The internationally recognized Palestinian territories of which the West Bank and East Jerusalem form a part have been occupied by the Israeli military since 1967.
• Global union International Transport Federation (ITF), supported by the ITUC is to send an Executive Board Mission to Gaza, the West Bank and Israel.
The mission will be the start of a four-year programme to support the ITF’s affiliates and contribute to long-term peace and justice for Palestine.
ITF affiliates meeting in Sofia on 10-16 August 2014 expressed their horror at the toll of deaths in the conflict, the overwhelming majority of which have been civilians.
The ITF has been providing humanitarian support to Gaza. It has already sent two truckloads of humanitarian and medical supplies to Gaza, with more to follow.

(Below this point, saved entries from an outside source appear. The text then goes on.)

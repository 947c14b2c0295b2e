use std::fs;
use std::path::PathBuf;

use crate::menu::{Choice, ItemId, Menu, MenuHandler, MenuItem};
use crate::session::Session;

/// The USB gadget's mass storage backing file
pub const USB_LUN_FILE: &str = "/sys/devices/platform/usb_mass_storage/lun0/file";

const ITEM_USB: ItemId = 1000;

/// Disk exported when the volume table doesn't name the SD card
const DEFAULT_SDCARD_DISK: &str = "/dev/block/mmcblk0";

/// Exporting the SD card over USB, through the gadget's LUN file
#[derive(Debug, Clone)]
pub struct UsbMassStorage {
    lun_file: PathBuf,
}

impl Default for UsbMassStorage {
    fn default() -> Self {
        Self::new(USB_LUN_FILE)
    }
}

impl UsbMassStorage {
    pub fn new<P: Into<PathBuf>>(lun_file: P) -> Self {
        Self {
            lun_file: lun_file.into(),
        }
    }

    pub fn is_enabled(&self) -> bool {
        fs::read(&self.lun_file).is_ok_and(|contents| contents.starts_with(b"/dev/block"))
    }

    /// The SD card leaves the recovery's hands while it is exported.
    pub fn enable(&self, session: &mut Session) {
        if let Err(e) = session.volumes.ensure_unmounted("/sdcard") {
            session.say(format!("Cannot unmount /sdcard ({e:#})\n"));
            return;
        }

        let disk = session
            .volumes
            .lookup("/sdcard")
            .map(|v| v.device2.clone().unwrap_or_else(|| v.device.clone()))
            .unwrap_or_else(|| DEFAULT_SDCARD_DISK.to_string());

        session.say("Enabling USB mass storage ... ");
        match fs::write(&self.lun_file, format!("{disk}\n")) {
            Ok(()) => session.say("complete\n"),
            Err(e) => {
                log::error!("enabling USB mass storage: {e}");
                session.say(format!("error ({e})\n"));
            }
        }
    }

    pub fn disable(&self, session: &mut Session) {
        session.say("Disabling USB mass storage ... ");
        match fs::write(&self.lun_file, "\n") {
            Ok(()) => session.say("complete\n"),
            Err(e) => {
                log::error!("disabling USB mass storage: {e}");
                session.say(format!("error ({e})\n"));
            }
        }
    }
}

struct MountMenu<'s, 'a> {
    session: &'s mut Session<'a>,
    usb: UsbMassStorage,
}

impl MountMenu<'_, '_> {
    fn toggle_mount(&mut self, id: usize) {
        let partitions = self.session.partitions;
        let Some(part) = partitions.get(id).filter(|p| p.flags.mountable) else {
            return;
        };

        let volumes = &mut *self.session.volumes;
        let (result, done) = if volumes.is_mounted(&part.path) {
            (volumes.ensure_unmounted(&part.path), "Unmounted")
        } else {
            (volumes.ensure_mounted(&part.path), "Mounted")
        };
        match result {
            Ok(()) => self.session.say(format!("{done} {}\n", part.name)),
            Err(e) => self.session.say(format!("Error: {e:#}\n")),
        }
    }
}

impl MenuHandler for MountMenu<'_, '_> {
    fn on_create_items(&mut self) -> Vec<MenuItem> {
        let volumes = &*self.session.volumes;
        let mut items: Vec<MenuItem> = self
            .session
            .partitions
            .iter()
            .filter(|p| p.flags.mountable && volumes.has_volume(&p.path))
            .map(|p| {
                let verb = if volumes.is_mounted(&p.path) {
                    "Unmount"
                } else {
                    "Mount"
                };
                MenuItem::new(p.id as ItemId, format!("{verb} {}", p.name))
            })
            .collect();

        let verb = if self.usb.is_enabled() { "Disable" } else { "Enable" };
        items.push(MenuItem::new(
            ITEM_USB,
            format!("{verb} USB Mass Storage"),
        ));
        items
    }

    fn on_select(&mut self, choice: Choice) -> Choice {
        match choice {
            Choice::Item(ITEM_USB) => {
                if self.usb.is_enabled() {
                    self.usb.disable(self.session);
                } else {
                    self.usb.enable(self.session);
                }
            }
            Choice::Item(id) => self.toggle_mount(id as usize),
            _ => (),
        }
        choice
    }
}

pub fn show_mount_menu(session: &mut Session) {
    show_mount_menu_with(session, UsbMassStorage::default());
}

pub fn show_mount_menu_with(session: &mut Session, usb: UsbMassStorage) {
    let ui = session.ui;
    let mut handler = MountMenu { session, usb };
    Menu::new(&[
        "Choose a mount or unmount option",
        "or press DEL or POWER to return",
        "",
    ])
    .dynamic()
    .handler(&mut handler)
    .display(ui);
}

#[cfg(test)]
use crate::testutil::{FakeVolumes, TestRig};

#[cfg(test)]
use crate::ui::Selection;

#[test]
fn test_mount_menu() -> anyhow::Result<()> {
    let dir = tempfile::tempdir()?;
    let lun = dir.path().join("file");
    fs::write(&lun, "\n")?;

    // Mount system, export the SD card, stop exporting it
    let mut rig = TestRig::new([
        Selection::Index(0),
        Selection::Index(4),
        Selection::Index(4),
    ]);
    rig.volumes = std::mem::take(&mut rig.volumes).mounted("/sdcard");
    show_mount_menu_with(&mut rig.session(), UsbMassStorage::new(&lun));

    let pages = rig.ui.shown_items();
    assert_eq!(
        pages[0],
        [
            "Mount system",
            "Mount data",
            "Mount cache",
            "Unmount sdcard",
            "Enable USB Mass Storage"
        ]
    );
    assert_eq!(pages[1][0], "Unmount system");
    assert_eq!(pages[2][3], "Mount sdcard");
    assert_eq!(pages[2][4], "Disable USB Mass Storage");
    assert_eq!(pages[3][4], "Enable USB Mass Storage");

    assert_eq!(fs::read_to_string(&lun)?, "\n");
    assert_eq!(rig.volumes.events, ["mount /system", "unmount /sdcard"]);
    let output = rig.ui.output();
    assert!(output.contains("Mounted system\n"));
    assert!(output.contains("Enabling USB mass storage ... complete\n"));
    Ok(())
}

#[test]
fn test_usb_exports_whole_disk() -> anyhow::Result<()> {
    let dir = tempfile::tempdir()?;
    let usb = UsbMassStorage::new(dir.path().join("file"));
    assert!(!usb.is_enabled());

    let mut rig = TestRig::new([]);
    rig.volumes = FakeVolumes::new("/sdcard vfat /dev/block/mmcblk1p1 /dev/block/mmcblk1");
    usb.enable(&mut rig.session());
    assert!(usb.is_enabled());
    assert_eq!(
        fs::read_to_string(dir.path().join("file"))?,
        "/dev/block/mmcblk1\n"
    );
    Ok(())
}
//! Whole-partition raw images: dumping a partition to a file, writing a file back, and erasing.
//!
//! Bad blocks are invisible in an image: a dump skips them, and a write skips over them (marking
//! new ones bad as they fail), so an image taken from one device can be restored to another with
//! a different bad-block map.

use super::{Nand, NandBlock, PageUtil};
use crate::util::ReadExt;

use std::io::{Read, Write};

/// How many pages do we read at a time? A higher number helps in high-latency situations.
const PAGE_CHUNKS: u32 = 8;

/// How many times to rewrite a block before giving up on it
const BLOCK_ATTEMPTS: usize = 5;

/// Compare a block against `data`, which may be shorter than the block ("don't care" after it).
///
/// Returns the number of leading pages that already match (the page where programming can
/// resume), or None if some page differs from what is wanted and the block must be erased.
fn check_raw_block<B: NandBlock>(block: &B, mut data: &[u8]) -> Option<u32> {
    let mut buf = vec![0; block.page_size() * PAGE_CHUNKS as usize];
    let mut remaining: &[u8] = &[];

    let mut page: u32 = 0;
    let mut data_correct_upto: Option<u32> = None;
    loop {
        if data_correct_upto.is_none() && data.is_empty() {
            break Some(page);
        }

        if remaining.is_empty() {
            buf.truncate(block.page_size() * (block.page_count() - page) as usize);
            if buf.is_empty() {
                break data_correct_upto;
            }

            // Read errors are considered "needs erase"
            if block.read(page, &mut buf).is_err() {
                break None;
            }
            remaining = &buf;
        }

        let (page_content, rem) = remaining.split_at(block.page_size());
        remaining = rem;

        if data_correct_upto.is_none() {
            let cmp_len = std::cmp::min(page_content.len(), data.len());
            if page_content[..cmp_len] == data[..cmp_len] {
                data = &data[cmp_len..];
            } else {
                data_correct_upto = Some(page);
            }
        }

        // After a mismatch, the rest of the block must still be erased for a resume to work
        if data_correct_upto.is_some() && !page_content.is_erased() {
            break None;
        }

        page += 1;
    }
}

/// Bring a block's contents up to `data`, resuming from a partial write if possible.
fn update_raw_block<B: NandBlock>(block: &mut B, data: &[u8]) -> anyhow::Result<()> {
    let start_page = match check_raw_block(block, data) {
        None => {
            block.erase()?;
            0
        }
        Some(x) => x,
    };

    let page_size = block.page_size();
    let offset = start_page as usize * page_size;
    if offset >= data.len() {
        return Ok(());
    }

    // Pad the remainder out to a whole number of pages
    let mut tail = data[offset..].to_vec();
    tail.resize(tail.len().div_ceil(page_size) * page_size, 0xFF);
    block.program(start_page, &tail)
}

/// Write a raw image to the partition.
///
/// This operation is idempotent; blocks that already hold the right data are not touched.
///
/// The `skip_bad` parameter will cause bad blocks to be skipped over. If this is `false`,
/// encountering a bad block is an error.
pub fn write_raw_image<N: Nand, R: Read>(
    nand: &mut N,
    image: &mut R,
    skip_bad: bool,
) -> anyhow::Result<()> {
    let block_size = nand.get_layout().block_size();

    let mut data = Vec::with_capacity(block_size);
    let mut block_index: u32 = 0;
    loop {
        data.clear();
        image.read_to_vec(&mut data, block_size)?;
        if data.is_empty() {
            break Ok(());
        }

        'find_block_and_write: loop {
            anyhow::ensure!(
                block_index < nand.get_layout().blocks,
                "image does not fit in partition"
            );
            let block = nand.block(block_index)?;
            block_index += 1;

            if let Some(mut block) = block {
                for _ in 0..BLOCK_ATTEMPTS {
                    match update_raw_block(&mut block, &data) {
                        Ok(()) => break 'find_block_and_write,
                        Err(_) => block.erase()?,
                    }
                }

                log::warn!("block {} went bad while flashing", block_index - 1);
                block.mark_bad()?;
            }

            anyhow::ensure!(skip_bad, "unhandled bad block encountered");
        }
    }
}

/// Copy every good block of the partition into `out`, returning the number of bytes written.
///
/// Trailing blocks that are fully erased are left out of the image; restoring it leaves them
/// erased anyway.
pub fn dump_raw_image<N: Nand, W: Write>(nand: &mut N, out: &mut W) -> anyhow::Result<u64> {
    let layout = nand.get_layout();
    let mut buf = vec![0; layout.block_size()];

    let mut pending_erased: u64 = 0;
    let mut written: u64 = 0;
    for index in 0..layout.blocks {
        let Some(block) = nand.block(index)? else {
            log::debug!("skipping bad block {index}");
            continue;
        };
        block.read(0, &mut buf)?;

        if buf.is_erased() {
            pending_erased += 1;
            continue;
        }

        // Erased blocks in the middle of the image are part of it
        for _ in 0..pending_erased {
            out.write_all(&vec![0xFF; buf.len()])?;
            written += buf.len() as u64;
        }
        pending_erased = 0;

        out.write_all(&buf)?;
        written += buf.len() as u64;
    }

    out.flush()?;
    Ok(written)
}

/// Erase every good block of the partition, returning how many were erased.
pub fn erase_all<N: Nand>(nand: &mut N) -> anyhow::Result<u32> {
    let mut erased = 0;
    for index in 0..nand.get_layout().blocks {
        if let Some(mut block) = nand.block(index)? {
            if block.erase().is_err() {
                log::warn!("erase failed on block {index}, marking bad");
                block.mark_bad()?;
                continue;
            }
            erased += 1;
        }
    }
    Ok(erased)
}

/// Replace the whole partition with `image`. Blocks past the end of the image end up erased,
/// not holding whatever was flashed before.
pub fn flash_raw_image<N: Nand, R: Read>(nand: &mut N, image: &mut R) -> anyhow::Result<()> {
    let erased = erase_all(nand)?;
    log::debug!("erased {erased} blocks before flashing");
    write_raw_image(nand, image, true)
}

#[cfg(test)]
use super::{sim::SimNand, NandLayout};

#[cfg(test)]
const TEST_LAYOUT: NandLayout = NandLayout {
    blocks: 6,
    pages_per_block: 4,
    bytes_per_page: 64,
};

#[test]
fn test_check_raw_block() -> anyhow::Result<()> {
    const LAYOUT: NandLayout = NandLayout {
        blocks: 1,
        pages_per_block: 43,
        bytes_per_page: 128,
    };

    let mut nand = SimNand::new(LAYOUT);
    let mut block = nand.block(0)?.unwrap();

    assert_eq!(check_raw_block(&block, &[]), Some(0));
    assert_eq!(check_raw_block(&block, &[0xFF, 0xFF]), Some(1));
    assert_eq!(check_raw_block(&block, &[0xFF, 0x7F]), Some(0));

    let mut test_data: [u8; 128 * 40] = std::array::from_fn(|i| match i / 128 {
        0..=9 => (i * 23) as u8,
        30..=39 => (i * 11) as u8,
        _ => 0xFF,
    });

    block.program(0, &test_data[..35 * 128])?;

    assert_eq!(check_raw_block(&block, &test_data[..128 * 5]), Some(5));
    assert_eq!(check_raw_block(&block, &test_data), Some(35));

    test_data[25 * 128] = 0x00;
    assert_eq!(check_raw_block(&block, &test_data), None);

    Ok(())
}

#[test]
fn test_write_then_dump() -> anyhow::Result<()> {
    let mut nand = SimNand::new(TEST_LAYOUT);
    let block_size = TEST_LAYOUT.block_size();

    // Two blocks of data with an erased block between them
    let mut image = vec![0x11u8; block_size];
    image.extend(vec![0xFF; block_size]);
    image.extend(vec![0x22u8; block_size / 2]);

    write_raw_image(&mut nand, &mut &image[..], false)?;

    let mut dumped = Vec::new();
    let len = dump_raw_image(&mut nand, &mut dumped)?;
    assert_eq!(len, 3 * block_size as u64);
    assert_eq!(&dumped[..2 * block_size], &image[..2 * block_size]);
    assert!(dumped[2 * block_size..][..block_size / 2]
        .iter()
        .all(|&x| x == 0x22));
    assert!(dumped[2 * block_size + block_size / 2..].is_erased());

    // Writing the same image again must not erase anything
    let erases = nand.erase_count(0);
    write_raw_image(&mut nand, &mut &image[..], false)?;
    assert_eq!(nand.erase_count(0), erases);

    Ok(())
}

#[test]
fn test_bad_blocks_are_skipped() -> anyhow::Result<()> {
    let mut nand = SimNand::new(TEST_LAYOUT);
    let block_size = TEST_LAYOUT.block_size();
    nand.set_bad(1);

    let image: Vec<u8> = (0..2 * block_size).map(|i| (i % 251) as u8).collect();
    assert!(write_raw_image(&mut nand, &mut &image[..], false).is_err());

    let mut nand = SimNand::new(TEST_LAYOUT);
    nand.set_bad(1);
    write_raw_image(&mut nand, &mut &image[..], true)?;

    let mut dumped = Vec::new();
    dump_raw_image(&mut nand, &mut dumped)?;
    assert_eq!(dumped, image);

    Ok(())
}

#[test]
fn test_erase_all() -> anyhow::Result<()> {
    let mut nand = SimNand::new(TEST_LAYOUT);
    nand.set_bad(3);
    write_raw_image(&mut nand, &mut &[0x5Au8; 64][..], false)?;

    assert_eq!(erase_all(&mut nand)?, TEST_LAYOUT.blocks - 1);

    let mut dumped = Vec::new();
    assert_eq!(dump_raw_image(&mut nand, &mut dumped)?, 0);
    Ok(())
}

#[test]
fn test_image_too_large() {
    let mut nand = SimNand::new(TEST_LAYOUT);
    let image = vec![0u8; TEST_LAYOUT.block_size() * (TEST_LAYOUT.blocks as usize + 1)];
    assert!(write_raw_image(&mut nand, &mut &image[..], true).is_err());
}

#[test]
fn test_shorter_image_clears_the_tail() -> anyhow::Result<()> {
    let mut nand = SimNand::new(TEST_LAYOUT);
    let block_size = TEST_LAYOUT.block_size();

    flash_raw_image(&mut nand, &mut &vec![0x33u8; 4 * block_size][..])?;
    let short = vec![0x44u8; block_size + block_size / 2];
    flash_raw_image(&mut nand, &mut &short[..])?;

    let mut dumped = Vec::new();
    assert_eq!(dump_raw_image(&mut nand, &mut dumped)?, 2 * block_size as u64);
    assert_eq!(&dumped[..short.len()], &short[..]);
    assert!(dumped[short.len()..].is_erased());
    Ok(())
}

ITF President Paddy Crumlin said ‘The scars of this current tragedy in Gaza will be felt for many generations. And recognising the trauma and risk to life faced by transport workers in Palestine and Israel, the ITF, with the support of the ITUC, should send an Executive Board Mission to Gaza, the West Bank and Israel.
‘Recognising the urgency, this mission should take place as quickly as possible and should also be used to reinforce the ITF project for humanitarian aid for Gaza.’
The mission follows a resolution passed at the ITF Congress held in Sofia which added the ITF’s voice to the calls by the International Trade Union Confederation (ITUC) for coordinated international union action to press for an end to the occupation of Palestine and for a two-states-for-two-peoples solution.
The ITF is committed to the ITUC’s Call for Action on Gaza and the resolution passed at the ITUC Congress in Berlin in 2014.